I made the decision to go homeless and find my help out on the streets of my hometown, Tampa. That’s where I spent the next three years, homeless, living in a storage shed, which was all I could afford to do. Apparently someone else had the same idea, a young buck, who I beat with a lead bar one day for repeatedly bothering me.
I had really had enough.
I went to jail but stayed away from the other inmates; spent most of my time in my cell. I wanted out, and I wasn’t talking about jail, but I wanted an out to something I couldn’t yet define.
When I was released, I was back on the street. No help from anyone. Repeatedly traumatized with no apparent sign that I could grab and just get myself out. I signed up at the local Good Samaritan, went to AA because it was expected, and straightened out my life, or so I thought.
I somehow ended up at my parents house again. I wasn’t anymore welcomed than I was before, but this time I saved my pennies, quarters, dimes, and anything short of stealing. I saved all of my artwork that I made in that storage-place shed in which I spent three years of my life and all of my meaningful personal possessions. Then, I did something that I hadn’t expected of myself: I left.
I left my parents’ house, then left Tampa. I left all of my friends behind and changed people, places, and things.
This is what I wanted to tell them.
Anguish was a daily thing. Angst was my protector.
I wanted to tell the government employees, the bureaucrats, that I wasn’t lying. All that that I explained to them actually happened, but I couldn’t. They wanted to hear about my suffering. They wanted me to prove it in fine detail. They wanted to know about the lesions on my skin (not to do something about it), my affair with alcohol, and the fact that I didn’t go to no fucking parade, or did I imagine that?
I couldn’t drive anymore. I couldn’t walk out my first door without a glimpse of a wall of flames periodically greeting me. I couldn’t go to a restaurant unless there was a seat against the wall; I dreaded not being able to see everybody in the room. I dread having to go anywhere.

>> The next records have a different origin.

//! The call gateway: every outbound call from an executor goes through here.
//!
//! Each attempt is admitted in three steps, each bounded by the configured
//! rate-limit wait:
//!
//! 1. a slot under the in-flight cap (a [`Semaphore`]);
//! 2. one request token from the shared [`TokenBucket`];
//! 3. for model calls, the estimated token cost from the optional
//!    tokens-per-minute budget.
//!
//! Failing to be admitted in time is a transient attempt failure. The gateway
//! then makes the call and classifies any [`ProviderError`] by its
//! [`RetryPolicy`]:
//!
//! - retryable errors and admission timeouts are retried with capped
//!   exponential back-off (or the provider's `Retry-After`) up to
//!   `max_retries`, then escalated as [`ExecutorError::Transient`] (or
//!   [`ExecutorError::RateLimitExceeded`] when admission was the last failure);
//! - non-retryable errors escalate immediately as [`ExecutorError::Permanent`].

use std::future::Future;
use std::sync::Arc;
use std::time::{Duration, Instant};

use pipeline::{Clock, ExecutorError, ProviderError, RetryConfig, RetryPolicy, TokenBucket};
use tokio::sync::{Semaphore, SemaphorePermit};
use tracing::{debug, warn};

/// Shortest sleep between two token checks.
const MIN_TOKEN_POLL: Duration = Duration::from_millis(10);

/// In-flight cap used until [`CallGateway::with_max_concurrent`] says otherwise.
const DEFAULT_MAX_CONCURRENT: usize = 5;

/// A [`Clock`] that reads tokio's clock, so a paused test runtime also
/// freezes the rate limiter.
#[derive(Debug, Clone, Copy, Default)]
pub struct TokioClock;

impl Clock for TokioClock {
    fn now(&self) -> Instant {
        tokio::time::Instant::now().into_std()
    }
}

/// Rate limiting, concurrency capping and retry around external calls.
#[derive(Debug, Clone)]
pub struct CallGateway {
    limiter: Arc<TokenBucket>,
    token_budget: Option<Arc<TokenBucket>>,
    in_flight: Arc<Semaphore>,
    retry: RetryConfig,
}

impl CallGateway {
    pub fn new(limiter: Arc<TokenBucket>, retry: RetryConfig) -> Self {
        Self {
            limiter,
            token_budget: None,
            in_flight: Arc::new(Semaphore::new(DEFAULT_MAX_CONCURRENT)),
            retry,
        }
    }

    /// Charges model calls against a tokens-per-minute budget.
    #[must_use]
    pub fn with_token_budget(mut self, budget: Arc<TokenBucket>) -> Self {
        self.token_budget = Some(budget);
        self
    }

    /// Caps the number of calls in flight at once (at least one).
    #[must_use]
    pub fn with_max_concurrent(mut self, max_concurrent: usize) -> Self {
        self.in_flight = Arc::new(Semaphore::new(max_concurrent.max(1)));
        self
    }

    /// Runs `call` under the rate limit and retry policy, without a model
    /// token cost.
    ///
    /// `operation` names the call in logs and errors (e.g. `"search"`).
    pub async fn call<T, F, Fut>(&self, operation: &str, call: F) -> Result<T, ExecutorError>
    where
        F: FnMut() -> Fut,
        Fut: Future<Output = Result<T, ProviderError>>,
    {
        self.call_weighted(operation, 0, call).await
    }

    /// Like [`call`](Self::call), also charging `model_tokens` against the
    /// token budget on every attempt.
    pub async fn call_weighted<T, F, Fut>(
        &self,
        operation: &str,
        model_tokens: u32,
        mut call: F,
    ) -> Result<T, ExecutorError>
    where
        F: FnMut() -> Fut,
        Fut: Future<Output = Result<T, ProviderError>>,
    {
        let mut attempt: u32 = 0;
        loop {
            let permit = match self.admit(operation, model_tokens).await {
                Ok(permit) => permit,
                Err(err) => {
                    if attempt >= self.retry.max_retries {
                        return Err(err);
                    }
                    let delay = self.retry.backoff(attempt);
                    warn!(
                        operation,
                        attempt = attempt + 1,
                        delay_ms = delay.as_millis() as u64,
                        error = %err,
                        "Not admitted in time; retrying"
                    );
                    tokio::time::sleep(delay).await;
                    attempt += 1;
                    continue;
                }
            };

            let result = call().await;
            drop(permit);
            let err = match result {
                Ok(value) => return Ok(value),
                Err(err) => err,
            };

            let after = match err.retry_policy() {
                RetryPolicy::NonRetryable => {
                    warn!(operation, error = %err, "External call failed permanently");
                    return Err(ExecutorError::permanent(operation, err.to_string()));
                }
                RetryPolicy::Retryable { after } => after,
            };

            if attempt >= self.retry.max_retries {
                warn!(
                    operation,
                    attempts = attempt + 1,
                    error = %err,
                    "Retry budget exhausted"
                );
                return Err(ExecutorError::transient(
                    operation,
                    format!("{err} (after {} attempts)", attempt + 1),
                ));
            }

            let max_backoff = Duration::from_millis(self.retry.max_backoff_ms);
            let delay = after
                .map(|d| d.min(max_backoff))
                .unwrap_or_else(|| self.retry.backoff(attempt));
            warn!(
                operation,
                attempt = attempt + 1,
                delay_ms = delay.as_millis() as u64,
                error = %err,
                "Retrying external call"
            );
            tokio::time::sleep(delay).await;
            attempt += 1;
        }
    }

    async fn admit(&self, operation: &str, model_tokens: u32) -> Result<SemaphorePermit<'_>, ExecutorError> {
        let max_wait = self.retry.max_rate_limit_wait();
        let permit = match tokio::time::timeout(max_wait, self.in_flight.acquire()).await {
            Ok(Ok(permit)) => permit,
            Ok(Err(_closed)) => {
                return Err(ExecutorError::permanent(operation, "call gateway is shut down"));
            }
            Err(_elapsed) => {
                warn!(operation, "Gave up waiting for a free call slot");
                return Err(ExecutorError::RateLimitExceeded {
                    operation: operation.to_string(),
                    waited: max_wait,
                });
            }
        };

        take_tokens(&self.limiter, 1, operation, max_wait).await?;
        if let Some(budget) = self.token_budget.as_ref().filter(|_| model_tokens > 0) {
            // A single request never needs more than a full bucket.
            let cost = model_tokens.min(budget.capacity() as u32);
            take_tokens(budget, cost, operation, max_wait).await?;
        }
        Ok(permit)
    }
}

/// Takes `n` tokens from `bucket`, sleeping on its wait hint for at most `max_wait`.
async fn take_tokens(
    bucket: &TokenBucket,
    n: u32,
    operation: &str,
    max_wait: Duration,
) -> Result<(), ExecutorError> {
    let mut waited = Duration::ZERO;
    loop {
        if bucket.consume(n) {
            return Ok(());
        }
        let Some(hint) = bucket.wait_hint(n) else {
            return Err(ExecutorError::RateLimitExceeded {
                operation: operation.to_string(),
                waited,
            });
        };
        let hint = hint.max(MIN_TOKEN_POLL);
        if waited + hint > max_wait {
            warn!(
                operation,
                tokens = n,
                waited_ms = waited.as_millis() as u64,
                "Gave up waiting for rate-limit tokens"
            );
            return Err(ExecutorError::RateLimitExceeded {
                operation: operation.to_string(),
                waited,
            });
        }
        debug!(operation, tokens = n, wait_ms = hint.as_millis() as u64, "Waiting for rate-limit tokens");
        tokio::time::sleep(hint).await;
        waited += hint;
    }
}

#[cfg(test)]
mod tests {
    use std::sync::atomic::{AtomicU32, Ordering};

    use pipeline::RateLimitConfig;

    use super::*;

    fn gateway(capacity: f64, initial: f64, retry: RetryConfig) -> CallGateway {
        let config = RateLimitConfig {
            capacity,
            refill_per_second: 1.0,
            ..RateLimitConfig::default()
        };
        let bucket = TokenBucket::with_clock(&config, Arc::new(TokioClock))
            .unwrap()
            .with_initial_tokens(initial);
        CallGateway::new(Arc::new(bucket), retry)
    }

    fn fast_retry(max_retries: u32) -> RetryConfig {
        RetryConfig {
            max_retries,
            initial_backoff_ms: 100,
            max_backoff_ms: 1_000,
            backoff_multiplier: 2.0,
            max_rate_limit_wait_ms: 5_000,
        }
    }

    #[tokio::test(start_paused = true)]
    async fn retries_transient_errors_then_succeeds() {
        let gw = gateway(10.0, 10.0, fast_retry(3));
        let calls = &AtomicU32::new(0);
        let result = gw
            .call("llm.complete", move || async move {
                if calls.fetch_add(1, Ordering::SeqCst) < 2 {
                    Err(ProviderError::Unavailable {
                        status: 503,
                        message: "busy".into(),
                    })
                } else {
                    Ok("done")
                }
            })
            .await;
        assert_eq!(result.unwrap(), "done");
        assert_eq!(calls.load(Ordering::SeqCst), 3);
    }

    #[tokio::test(start_paused = true)]
    async fn escalates_after_retry_budget() {
        let gw = gateway(10.0, 10.0, fast_retry(2));
        let calls = &AtomicU32::new(0);
        let err = gw
            .call("search", move || async move {
                calls.fetch_add(1, Ordering::SeqCst);
                Err::<(), _>(ProviderError::Timeout {
                    message: "slow".into(),
                })
            })
            .await
            .unwrap_err();
        assert!(matches!(err, ExecutorError::Transient { .. }));
        assert_eq!(calls.load(Ordering::SeqCst), 3);
    }

    #[tokio::test(start_paused = true)]
    async fn does_not_retry_unauthorized() {
        let gw = gateway(10.0, 10.0, fast_retry(3));
        let calls = &AtomicU32::new(0);
        let err = gw
            .call("llm.complete", move || async move {
                calls.fetch_add(1, Ordering::SeqCst);
                Err::<(), _>(ProviderError::Unauthorized {
                    message: "bad key".into(),
                })
            })
            .await
            .unwrap_err();
        assert!(matches!(err, ExecutorError::Permanent { .. }));
        assert_eq!(calls.load(Ordering::SeqCst), 1);
    }

    #[tokio::test(start_paused = true)]
    async fn waits_for_a_token_within_the_bound() {
        let gw = gateway(5.0, 0.0, fast_retry(0));
        let start = tokio::time::Instant::now();
        let value = gw.call("search", || async { Ok(7) }).await.unwrap();
        assert_eq!(value, 7);
        assert!(start.elapsed() >= Duration::from_secs(1));
    }

    #[tokio::test(start_paused = true)]
    async fn rate_limit_exhaustion_is_reported() {
        let retry = RetryConfig {
            max_rate_limit_wait_ms: 500,
            ..fast_retry(0)
        };
        let gw = gateway(5.0, 0.0, retry);
        let err = gw.call("search", || async { Ok(()) }).await.unwrap_err();
        assert!(matches!(err, ExecutorError::RateLimitExceeded { .. }));
        assert!(err.is_transient());
    }

    #[tokio::test(start_paused = true)]
    async fn rate_limit_wait_counts_as_an_attempt() {
        let retry = RetryConfig {
            max_rate_limit_wait_ms: 500,
            ..fast_retry(3)
        };
        // Admission fails at 0, 100 and 300 ms; at 700 ms the token is 0.3 s
        // away, within the bound.
        let gw = gateway(5.0, 0.0, retry);
        let start = tokio::time::Instant::now();
        gw.call("search", || async { Ok(()) }).await.unwrap();
        assert!(start.elapsed() >= Duration::from_secs(1));

        let retry = RetryConfig {
            max_rate_limit_wait_ms: 500,
            ..fast_retry(1)
        };
        let gw = gateway(5.0, 0.0, retry);
        let err = gw.call("search", || async { Ok(()) }).await.unwrap_err();
        assert!(matches!(err, ExecutorError::RateLimitExceeded { .. }));
    }

    #[tokio::test(start_paused = true)]
    async fn caps_calls_in_flight() {
        let gw = gateway(10.0, 10.0, fast_retry(0)).with_max_concurrent(1);
        let start = tokio::time::Instant::now();
        let slow = || async {
            tokio::time::sleep(Duration::from_secs(1)).await;
            Ok::<(), ProviderError>(())
        };
        let (a, b) = tokio::join!(gw.call("llm.complete", slow), gw.call("llm.complete", slow));
        a.unwrap();
        b.unwrap();
        assert!(start.elapsed() >= Duration::from_secs(2));
    }

    #[tokio::test(start_paused = true)]
    async fn model_calls_wait_for_the_token_budget() {
        let budget = RateLimitConfig {
            tokens_per_minute: Some(600.0),
            ..RateLimitConfig::default()
        };
        // 600 tokens per minute refills 10 per second.
        let budget = TokenBucket::token_budget(&budget, Arc::new(TokioClock))
            .unwrap()
            .unwrap()
            .with_initial_tokens(0.0);
        let retry = RetryConfig {
            max_rate_limit_wait_ms: 30_000,
            ..fast_retry(0)
        };
        let gw = gateway(10.0, 10.0, retry).with_token_budget(Arc::new(budget));

        let start = tokio::time::Instant::now();
        gw.call_weighted("llm.complete", 50, || async { Ok(()) }).await.unwrap();
        assert!(start.elapsed() >= Duration::from_secs(5));

        // Plain calls are not charged against the budget.
        let start = tokio::time::Instant::now();
        gw.call("search", || async { Ok(()) }).await.unwrap();
        assert!(start.elapsed() < Duration::from_secs(1));
    }

    #[tokio::test(start_paused = true)]
    async fn oversized_request_is_capped_at_budget_capacity() {
        let budget = RateLimitConfig {
            tokens_per_minute: Some(120.0),
            ..RateLimitConfig::default()
        };
        let budget = TokenBucket::token_budget(&budget, Arc::new(TokioClock)).unwrap().unwrap();
        let gw = gateway(10.0, 10.0, fast_retry(0)).with_token_budget(Arc::new(budget));
        gw.call_weighted("llm.complete", 10_000, || async { Ok(()) }).await.unwrap();
    }

    #[tokio::test(start_paused = true)]
    async fn honours_provider_retry_after() {
        let gw = gateway(10.0, 10.0, fast_retry(1));
        let calls = &AtomicU32::new(0);
        let start = tokio::time::Instant::now();
        gw.call("llm.complete", move || async move {
            if calls.fetch_add(1, Ordering::SeqCst) == 0 {
                Err(ProviderError::RateLimited {
                    retry_after: Some(Duration::from_millis(750)),
                })
            } else {
                Ok(())
            }
        })
        .await
        .unwrap();
        assert!(start.elapsed() >= Duration::from_millis(750));
    }
}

My IBS and puking every morning was traumatizing, and I periodically glimpsed images of toxic smoke stacks in the distance.
They wanted me to prove it.
I couldn’t do anything that a normal American would do. The war, the killing of other human beings, the trauma, the explosions: all left me broken.
I proved it alright. I found myself in an hour away from Tampa with a new VA administration close by, an excellent disabilities lawyer, and the most supportive friend one could find on this planet. This is what I wanted to tell them.
I got better in spite of them because the whole government process traumatized me almost as much as the event itself. They traumatized me mentally while my head ache from chronic hypervigilant fear.
I learned to cuss less, learned to enjoy my life more, and to live in the peace I have finally found for myself, but they’ll never know what really happened to me, to my head, to my life.
War is horrifying beyond recognition. You lose your soul in every kill.
I wanted to tell them that I was sorry I had enlisted. I saw the world and served my country well. I want to tell them that in the military there’re serious, if not deadly, consequences. I wanted to tell them much more than this, but I could not. Pieces of property have no conscience history and are, therefore, not permitted to talk.